As the management education stage becomes more crowded, accreditation is becoming an increasingly useful benchmark that students, media and corporations use more.

Accreditation is synonymous with credibility and reliability and provides kudos to courses with it.

The European Foundation for Management Development (EFMD), which already, under the guise of Equis, accredits business schools worldwide - 82 at the last count - has for the past two years been working on a quality development scheme for corporate universities.

The assessment system, known as the Corporate Learning Improvement Process (Clip), offers corporate universities self assessment against standards compiled by corporate university members, as well as an external review by peers.

In establishing Clip, EFMD worked closely with the Allianz Management Institute (AMI), which was the first corporate university to go through the assessment. Others followed: Alcatel University, Novartis Corporate Learning, Ergo Management Academy and Universidad Corporativa Union Fenosa. Each review takes up to three days, consisting of interviews, feedback and the compilation of a report.

“We are still in a learning phase and each time we work with a new company we learn more about the process itself,” says Gordon Shenton, associate director of Equis.

“We now have a better idea of where the pitfalls are and have more awareness of the issues.” Clip’s criteria framework is based on the Equis experience and methodology. Prof Shenton had anticipated that corporations would criticise the Equis experience as irrelevant, however, he says the companies seem to like it. He says Clip took the Equis strategy and merely reworked it, the basic logic remaining the same.

Prof Shenton believes that Clip, although still relatively in its infancy, delivers a great deal of added value.

“When we launched the process, I thought companies would want the benchmarking and quality improvement and that the accreditation, quality label side of things was not so important because they are not in competition with each other.

“But accreditation has turned out to be crucial - both the recognition within the company of the corporate university and that the corporate university is delivering to international standards.”

He adds Clip accreditation gives a corporate university something tangible it can show to its board.

Corporate universities sometimes have a somewhat fragile position. The EFMD Clip report states: “[CU] managers are in exposed, even solitary positions where they must constantly strive to remain strategically relevant and to be perceived to be relevant, to produce high-quality programmes and to be perceived to be doing so.”
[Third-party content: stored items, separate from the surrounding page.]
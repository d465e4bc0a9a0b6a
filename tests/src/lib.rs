//! Wiring shared by the cross-crate scenario tests.

use shopper_core::config::{FeatureConfig, RecommendationConfig, SegmentationConfig};
use shopper_core::testing::Fixture;
use shopper_core::AnalyticsStore;
use shopper_features::FeaturePipeline;
use shopper_personalization::RecommendationEngine;
use shopper_segmentation::SegmentationModel;
use std::path::PathBuf;
use std::sync::Arc;

pub struct Harness {
    pub store: Arc<dyn AnalyticsStore>,
    pub pipeline: FeaturePipeline,
    pub model_path: PathBuf,
}

impl Harness {
    /// `tag` keeps model files of concurrently running tests apart.
    pub fn new(fx: &Fixture, tag: &str) -> Self {
        let store: Arc<dyn AnalyticsStore> = fx.store();
        let pipeline = FeaturePipeline::new(store.clone(), FeatureConfig::default());
        let model_path = std::env::temp_dir().join(format!(
            "shopper-it-{tag}-{}/segmentation_model.json",
            std::process::id()
        ));
        Self {
            store,
            pipeline,
            model_path,
        }
    }

    pub fn segmentation(&self, config: SegmentationConfig) -> SegmentationModel {
        let config = SegmentationConfig {
            model_path: self.model_path.display().to_string(),
            ..config
        };
        SegmentationModel::new(self.store.clone(), self.pipeline.clone(), config)
    }

    pub fn recommendations(&self) -> RecommendationEngine {
        RecommendationEngine::new(self.store.clone(), RecommendationConfig::default())
    }

    pub fn cleanup(&self) {
        if let Some(dir) = self.model_path.parent() {
            let _ = std::fs::remove_dir_all(dir);
        }
    }
}
use shopper_core::{AnalyticsResult, AnalyticsStore};
use std::collections::HashMap;

/// Product → category memo scoped to one computation.
pub struct CategoryLookup<'a> {
    store: &'a dyn AnalyticsStore,
    memo: HashMap<String, Option<String>>,
}

impl<'a> CategoryLookup<'a> {
    pub fn new(store: &'a dyn AnalyticsStore) -> Self {
        Self {
            store,
            memo: HashMap::new(),
        }
    }

    /// `None` for products missing from the catalog.
    pub async fn category_of(&mut self, product_id: &str) -> AnalyticsResult<Option<String>> {
        if let Some(hit) = self.memo.get(product_id) {
            return Ok(hit.clone());
        }
        let category = self
            .store
            .get_product(product_id)
            .await?
            .map(|p| p.category);
        self.memo.insert(product_id.to_string(), category.clone());
        Ok(category)
    }
}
An external quality label, he says, demonstrates corporate universities are recognised externally and are providing something tangible and of value to the organisation. For Jan Ginneberg, vice-president learning and development, global head of Alcatel University, the Clip accreditation is very much “the cherry on the cake”.

Alcatel, the communications group, has 15 universities around the world, serving more than 400 employees. Since 1999 the group has been bringing these training centres together, encouraging them to collaborate rather than work independently. Mr Ginneberg says Clip was the incentive the university needed to start benchmarking as one organisation. “It was the logical next step.” He is buoyant about Alcatel University’s (AU) experiences of Clip and cites several benefits.
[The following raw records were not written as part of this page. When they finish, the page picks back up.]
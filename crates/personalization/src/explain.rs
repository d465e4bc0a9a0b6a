//! Advisory explanation of why a product suits a user. Not used for ranking.

use crate::recommendations::RecommendationEngine;
use serde::{Deserialize, Serialize};
use shopper_core::AnalyticsResult;
use tracing::warn;

const AFFINITY_THRESHOLD: f64 = 0.1;
const EXPLAIN_NEIGHBORS: usize = 5;
const COLLABORATIVE_WEIGHT: f64 = 0.3;
const SEGMENT_WEIGHT: f64 = 0.2;

#[derive(Debug, Clone, Copy, PartialEq, Eq, Serialize, Deserialize)]
#[serde(rename_all = "snake_case")]
pub enum FactorKind {
    CategoryAffinity,
    Collaborative,
    SegmentPreference,
}

#[derive(Debug, Clone, PartialEq, Serialize, Deserialize)]
pub struct ExplanationFactor {
    #[serde(rename = "type")]
    pub kind: FactorKind,
    pub description: String,
    pub weight: f64,
}

#[derive(Debug, Clone, PartialEq, Serialize, Deserialize)]
pub struct Explanation {
    pub user_id: String,
    pub product_id: String,
    pub factors: Vec<ExplanationFactor>,
}

impl RecommendationEngine {
    /// At most one factor of each kind. Users without features, and any
    /// store failure, yield an empty factor list.
    pub async fn explain(&self, user_id: &str, product_id: &str) -> Explanation {
        let factors = match self.explanation_factors(user_id, product_id).await {
            Ok(factors) => factors,
            Err(e) => {
                warn!(user_id = %user_id, product_id = %product_id, error = %e, "Failed to explain recommendation");
                Vec::new()
            }
        };
        Explanation {
            user_id: user_id.to_string(),
            product_id: product_id.to_string(),
            factors,
        }
    }

    async fn explanation_factors(
        &self,
        user_id: &str,
        product_id: &str,
    ) -> AnalyticsResult<Vec<ExplanationFactor>> {
        let mut factors = Vec::new();
        let Some(features) = self.store.get_features(user_id).await? else {
            return Ok(factors);
        };
        let category = self
            .store
            .get_product(product_id)
            .await?
            .map(|p| p.category);

        if let Some(category) = &category {
            if let Some(affinity) = features
                .category_affinity_vector
                .iter()
                .find(|a| a.category == *category && a.affinity_score > AFFINITY_THRESHOLD)
            {
                factors.push(ExplanationFactor {
                    kind: FactorKind::CategoryAffinity,
                    description: format!("You frequently purchase from {category}"),
                    weight: affinity.affinity_score,
                });
            }
        }

        if !self
            .similar_users(&features, EXPLAIN_NEIGHBORS)
            .await?
            .is_empty()
        {
            factors.push(ExplanationFactor {
                kind: FactorKind::Collaborative,
                description: "Users similar to you also bought this product".to_string(),
                weight: COLLABORATIVE_WEIGHT,
            });
        }

        let segment_id = self.store.get_user(user_id).await?.and_then(|u| u.segment_id);
        if let (Some(segment_id), Some(category)) = (segment_id, &category) {
            if let Some(segment) = self.store.get_segment(&segment_id).await? {
                if segment.top_categories.contains(category) {
                    factors.push(ExplanationFactor {
                        kind: FactorKind::SegmentPreference,
                        description: format!("Popular in your segment: {}", segment.segment_name),
                        weight: SEGMENT_WEIGHT,
                    });
                }
            }
        }
        Ok(factors)
    }
}

#[cfg(test)]
mod tests {
    use super::*;
    use shopper_core::store::{SegmentStore, UserStore};
    use chrono::Utc;
    use shopper_core::config::{FeatureConfig, RecommendationConfig};
    use shopper_core::testing::Fixture;
    use shopper_core::types::{PriceSensitivity, Segment, SegmentCharacteristics};
    use shopper_features::FeaturePipeline;

    #[tokio::test]
    async fn test_explanation_collects_all_factors() {
        let fx = Fixture::new();
        fx.product("e1", "electronics", 100.0)
            .user("u1")
            .purchase("u1", 2, &["e1"])
            .user("u2")
            .purchase("u2", 4, &["e1"]);
        FeaturePipeline::new(fx.store(), FeatureConfig::default())
            .process_all_users()
            .await;
        let store = fx.store();
        let now = Utc::now();
        store
            .put_segment(Segment {
                segment_id: "segment_0".into(),
                segment_name: "Active Regulars".into(),
                description: None,
                characteristics: SegmentCharacteristics::default(),
                top_categories: vec!["electronics".into()],
                price_sensitivity: PriceSensitivity::Medium,
                avg_lifetime_value: 0.0,
                size: 2,
                created_at: now,
                updated_at: now,
            })
            .await
            .expect("put");
        store
            .set_user_segment("u1", Some("segment_0"))
            .await
            .expect("assign");

        let engine = RecommendationEngine::new(store, RecommendationConfig::default());
        let explanation = engine.explain("u1", "e1").await;
        let kinds: Vec<FactorKind> = explanation.factors.iter().map(|f| f.kind).collect();
        assert_eq!(
            kinds,
            vec![
                FactorKind::CategoryAffinity,
                FactorKind::Collaborative,
                FactorKind::SegmentPreference
            ]
        );
        assert!((explanation.factors[0].weight - 1.0).abs() < 1e-9);
        assert_eq!(
            explanation.factors[2].description,
            "Popular in your segment: Active Regulars"
        );
    }

    #[tokio::test]
    async fn test_user_without_features_has_no_factors() {
        let fx = Fixture::new();
        fx.product("e1", "electronics", 100.0);
        let engine = RecommendationEngine::new(fx.store(), RecommendationConfig::default());
        let explanation = engine.explain("ghost", "e1").await;
        assert_eq!(explanation.user_id, "ghost");
        assert!(explanation.factors.is_empty());

        let json = serde_json::to_value(&explanation).expect("serialize");
        assert_eq!(json["factors"], serde_json::json!([]));
    }
}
In submitting to the Clip process, AU had to step back and acquire a more structured overview of itself and its operations, answering questions that would not come up in daily operations.

The Clip feedback was particularly useful. AU was able to use the feedback in its preparation in a discussion with its advisory board on the corporate university’s next move.

Clip also highlighted several weaknesses within AU, says Mr Ginneberg.The review revealed it was overstretched and running with a minimum of resources.

In response, the university created focus with a discussion about expectations. The internal operations structure has been modified to create a central organisation to co-ordinate the 15 operations. Mr Ginneberg says the Clip process helped in the positioning of AU within the corporation and findings of the review are still being used.

Mario Vaupel, head of the Ergo Management Akademie, the German insurance group, says the Ergo coporate university submitted itself to the Clip process for two reasons: feedback from peers and because the Clip review could be used for internal marketing.

“It was very helpful to get feedback from outside, to get a different perspective,” he says. An outsider’s view, removed from internal politics was most helpful for the academy in its internal promotion, he adds.

As at AU, the Clip review threw up several flaws in Ergo’s academy; Clip said the marketing of programmes was poor and that the academy needed to improve communications with customers.

Clip also suggested the Ergo academy could benefit from a steering committee and it needed more participants - it currently has 1,000 students a year out of its 50,000 employees - to achieve its goals.

Mr Vaupel says the academy found the last point particularly difficult - the high quality of its programmes demands intensive work with participants, which necessarily limits numbers.

Nevertheless, says Mr Vaupel, the Clip review was extremely useful and one the academy would submit to again. The Clip suggestions are being implemented and the process is ongoing.

There is no blueprint for a corporate university. Each company has to design its own solution, taking into account its structure and strategic objectives. Consequently, corporate universities will vary wildly.

However, the framework offered by Clip establishes a foundation on which companies can build, and as corporate universities struggle for recognition and strategic position, Clip confers an external legitimacy they might otherwise be hard pressed to acquire.